IRAQ: 'MISSION ACCOMPLISHED'?
THAT DEPENDS ON WHAT THE MISSION WAS

By: Justin Raimondo

Two years ago Sunday, in a splashy display of his role as commander-in-chief, George W. Bush landed on board the USS Lincoln in the co-pilot's seat of a Navy S-3B Viking. Standing amid a sea of his Praetorians – against the backdrop of a huge banner proclaiming "Mission Accomplished" – our president had a distinctly Napoleonic air about him as he exuberantly proclaimed:

"Major combat operations in Iraq have ended. In the Battle of Iraq, the United States and our allies have prevailed. And now our coalition is engaged in securing and reconstructing that country."

As violence surges in "liberated" Iraq, auguring all-out civil war, the memory of this breast-beating moment – not to mention that unfortunate banner – mocks us across the years, haunting the families and friends of the fallen, Iraqis as well as Americans. Bush blithered on: "The tyrant," he intoned, "has fallen" – yes, and as a government of Shi'ite fundamentalists takes the helm, a new tyranny arises to take his place, put there by U.S. force of arms. With the liar, embezzler, and Iranian double agent Ahmed Chalabi installed as Iraq's oil minister, it is fair to ask: what is the nature of this "mission" we are supposed to have "accomplished"?

In his USS Lincoln speech, the president toted up our achievements thus far, claiming that we fought a war "for the peace of the world" – yet today the specter of a wider war looms over the entire Middle East, threatening to engulf Syria, Lebanon, Jordan, Iran, and even Egypt in a regional conflagration.

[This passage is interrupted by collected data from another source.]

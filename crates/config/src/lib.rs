//! Shared configuration for Crayon
//!
//! This crate is the single source of truth for the values the fill engine
//! compares colors with: the outline (boundary) color, the three named
//! tolerances, the comparison policy, and the near-boundary guard.
//!
//! Colors are `[r, g, b, a]` with channels in `0.0..=1.0`.

mod error;

pub use error::ConfigError;

use serde::{Deserialize, Serialize};
use tracing::{debug, warn};

/// Fallback tolerance for all three comparisons
pub const DEFAULT_TOLERANCE: f32 = 0.55;

/// Fallback outline color (opaque black)
pub const DEFAULT_BOUNDARY_COLOR: [f32; 4] = [0.0, 0.0, 0.0, 1.0];

/// Fallback fill color (opaque red)
pub const DEFAULT_FILL_COLOR: [f32; 4] = [1.0, 0.0, 0.0, 1.0];

/// Fallback gray level separating outline ink from paper
pub const DEFAULT_OUTLINE_THRESHOLD: f32 = 0.5;

/// Fallback edge length of a dirty-tracking tile, in pixels
pub const DEFAULT_TILE_SIZE: u32 = 128;

/// Environment variable toggling the near-boundary guard
pub const ENV_NEAR_BOUNDARY_GUARD: &str = "CRAYON_NEAR_BOUNDARY_GUARD";

/// Environment variable selecting the comparison policy
pub const ENV_COMPARISON_POLICY: &str = "CRAYON_COMPARISON_POLICY";

/// A tolerance must be finite and non-negative
pub fn check_tolerance(name: &'static str, value: f32) -> Result<(), ConfigError> {
    if value.is_finite() && value >= 0.0 {
        Ok(())
    } else {
        Err(ConfigError::InvalidTolerance { name, value })
    }
}

/// An outline threshold must lie within 0.0..=1.0 (NaN is rejected)
pub fn check_outline_threshold(value: f32) -> Result<(), ConfigError> {
    if (0.0..=1.0).contains(&value) {
        Ok(())
    } else {
        Err(ConfigError::InvalidThreshold(value))
    }
}

/// Which color-similarity predicate to apply
#[derive(Debug, Clone, Copy, PartialEq, Eq, Serialize, Deserialize, Default)]
#[serde(rename_all = "snake_case")]
pub enum ComparisonPolicy {
    /// Every RGB channel must differ by less than the tolerance
    #[default]
    Channel,
    /// Channel closeness plus brightness and saturation closeness.
    /// Rejects false matches around anti-aliased outline edges.
    Extended,
}

impl ComparisonPolicy {
    /// Parse a policy name (`channel` or `extended`, case-insensitive)
    pub fn parse(value: &str) -> Option<Self> {
        match value.trim().to_ascii_lowercase().as_str() {
            "channel" => Some(Self::Channel),
            "extended" => Some(Self::Extended),
            _ => None,
        }
    }
}

/// The three independent tolerances the engine compares with
#[derive(Debug, Clone, Copy, PartialEq, Serialize, Deserialize)]
#[serde(default)]
pub struct Tolerances {
    /// Is this pixel part of the outline?
    pub boundary: f32,
    /// Does this pixel belong to the region being filled?
    pub region: f32,
    /// Is the start pixel already the fill color?
    pub filled: f32,
}

impl Default for Tolerances {
    fn default() -> Self {
        Self::uniform(DEFAULT_TOLERANCE)
    }
}

impl Tolerances {
    /// Use the same tolerance for all three comparisons
    pub fn uniform(tolerance: f32) -> Self {
        Self {
            boundary: tolerance,
            region: tolerance,
            filled: tolerance,
        }
    }

    /// Check every tolerance is finite and non-negative
    pub fn validate(&self) -> Result<(), ConfigError> {
        check_tolerance("boundary", self.boundary)?;
        check_tolerance("region", self.region)?;
        check_tolerance("filled", self.filled)
    }
}

/// Fill engine configuration
#[derive(Debug, Clone, PartialEq, Serialize, Deserialize)]
#[serde(default)]
pub struct FillConfig {
    /// Reference color of the outline artwork
    pub boundary_color: [f32; 4],
    /// Per-comparison tolerances
    pub tolerances: Tolerances,
    /// Predicate used for all three comparisons
    pub policy: ComparisonPolicy,
    /// Leave pixels touching the outline unfilled (stops bleed through 1px gaps)
    pub near_boundary_guard: bool,
    /// Gray level used by outline segmentation
    pub outline_threshold: f32,
    /// Tile edge length for dirty tracking
    pub tile_size: u32,
}

impl Default for FillConfig {
    fn default() -> Self {
        Self {
            boundary_color: DEFAULT_BOUNDARY_COLOR,
            tolerances: Tolerances::default(),
            policy: ComparisonPolicy::Channel,
            near_boundary_guard: false,
            outline_threshold: DEFAULT_OUTLINE_THRESHOLD,
            tile_size: DEFAULT_TILE_SIZE,
        }
    }
}

impl FillConfig {
    /// Create a config with the given outline color and a uniform tolerance
    pub fn new(boundary_color: [f32; 4], tolerance: f32) -> Self {
        Self {
            boundary_color,
            tolerances: Tolerances::uniform(tolerance),
            ..Self::default()
        }
    }

    /// Set the comparison policy
    pub fn with_policy(mut self, policy: ComparisonPolicy) -> Self {
        self.policy = policy;
        self
    }

    /// Enable or disable the near-boundary guard
    pub fn with_near_boundary_guard(mut self, enabled: bool) -> Self {
        self.near_boundary_guard = enabled;
        self
    }

    /// Set the three tolerances
    pub fn with_tolerances(mut self, tolerances: Tolerances) -> Self {
        self.tolerances = tolerances;
        self
    }

    /// Parse and validate a JSON config. Missing fields use the fallback constants.
    pub fn from_json(json: &str) -> Result<Self, ConfigError> {
        let config: Self = serde_json::from_str(json)?;
        config.validate()?;
        debug!(
            "Loaded fill config: policy={:?}, guard={}, tolerances={:?}",
            config.policy, config.near_boundary_guard, config.tolerances
        );
        Ok(config)
    }

    /// Serialize to pretty JSON
    pub fn to_json(&self) -> Result<String, ConfigError> {
        Ok(serde_json::to_string_pretty(self)?)
    }

    /// Validate tolerances, threshold and tile size
    pub fn validate(&self) -> Result<(), ConfigError> {
        self.tolerances.validate()?;
        check_outline_threshold(self.outline_threshold)?;
        if self.tile_size == 0 {
            return Err(ConfigError::InvalidTileSize(self.tile_size));
        }
        Ok(())
    }

    /// Apply `CRAYON_NEAR_BOUNDARY_GUARD` and `CRAYON_COMPARISON_POLICY` if set.
    /// Unrecognized values are ignored with a warning.
    pub fn with_env_overrides(self) -> Self {
        self.with_overrides_from(|key| std::env::var(key).ok())
    }

    /// Apply overrides read through `lookup`, keyed by the `ENV_*` names
    pub fn with_overrides_from<F>(mut self, lookup: F) -> Self
    where
        F: Fn(&str) -> Option<String>,
    {
        if let Some(value) = lookup(ENV_NEAR_BOUNDARY_GUARD) {
            match parse_flag(&value) {
                Some(enabled) => self.near_boundary_guard = enabled,
                None => warn!("Ignoring {}={:?}", ENV_NEAR_BOUNDARY_GUARD, value),
            }
        }
        if let Some(value) = lookup(ENV_COMPARISON_POLICY) {
            match ComparisonPolicy::parse(&value) {
                Some(policy) => self.policy = policy,
                None => warn!("Ignoring {}={:?}", ENV_COMPARISON_POLICY, value),
            }
        }
        self
    }

    /// True if switching to `other` changes which pixels are outline pixels
    pub fn boundary_differs(&self, other: &FillConfig) -> bool {
        self.boundary_color != other.boundary_color
            || self.tolerances.boundary != other.tolerances.boundary
            || self.policy != other.policy
    }
}

fn parse_flag(value: &str) -> Option<bool> {
    match value.trim().to_ascii_lowercase().as_str() {
        "1" | "true" | "yes" | "on" => Some(true),
        "0" | "false" | "no" | "off" => Some(false),
        _ => None,
    }
}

"In the images of fallen statues," Bush averred, "we have witnessed the arrival of a new era." That image of Saddam as a fallen idol amid a crowd of seeming thousands turns out to have been emblematic of the lies and media manipulation that characterized the War Party's strategy from the beginning.

The felling of the statue was a phony media event, i.e., a non-event staged for the cameras: just as fabricated as the "evidence" of Iraqi "weapons of mass destruction." The former was created by our complicit "mainstream" media, while the latter was manufactured by Chalabi's group of exiles and retailed by the Pentagon. This is how a self-perpetuating circuit of deception was created between the media and the U.S. government, to keep the American people in the dark.

"In the images of celebrating Iraqis," the president continued, "we have also seen the ageless appeal of human freedom." These are images, not reality: mirages, as it turned out. Not that many Iraqis showered us with rose petals, and today a great many more are shooting at us. After two years, the insurgency, says a top U.S. general, is "undiminished."

Mission accomplished? Not likely, for this is a mission without end.

Prefiguring the militant neocon rhetoric he would elaborate on in his 2005 "fire in the mind" speech – in which, you'll remember, he proclaimed that the goal of U.S. foreign policy is "ending tyranny in our world" – the president jumped out of that fighter plane and bounded on to the runway, fired up by a mystic vision of his messianic mission:

"Men and women in every culture need liberty like they need food, and water, and air."

If that were true, humanity would have died out long ago. I blame the president's speechwriters, however, who should have known better than to haul out this crackpot intrinsicism – the theory that certain ideas are inherent in human beings, rather than learned – to buttress the false claim that American troops are "liberators" and not aggressors. After all, if the tendency to create free societies is an inborn human trait, common to all people, then why was it necessary to invade Iraq in the first place? For that matter, how do we explain the 20th century – and the mostly dark and bloody history of preceding centuries?

In reverting to religious despotism to replace the secular version recently disposed of, Iraq is re-proving history's oldest lesson: that liberty is as rare as it is precious – and is, in any event, unlikely to be successfully transplanted to the Middle East any time soon, either by American force of arms or indigenous movements.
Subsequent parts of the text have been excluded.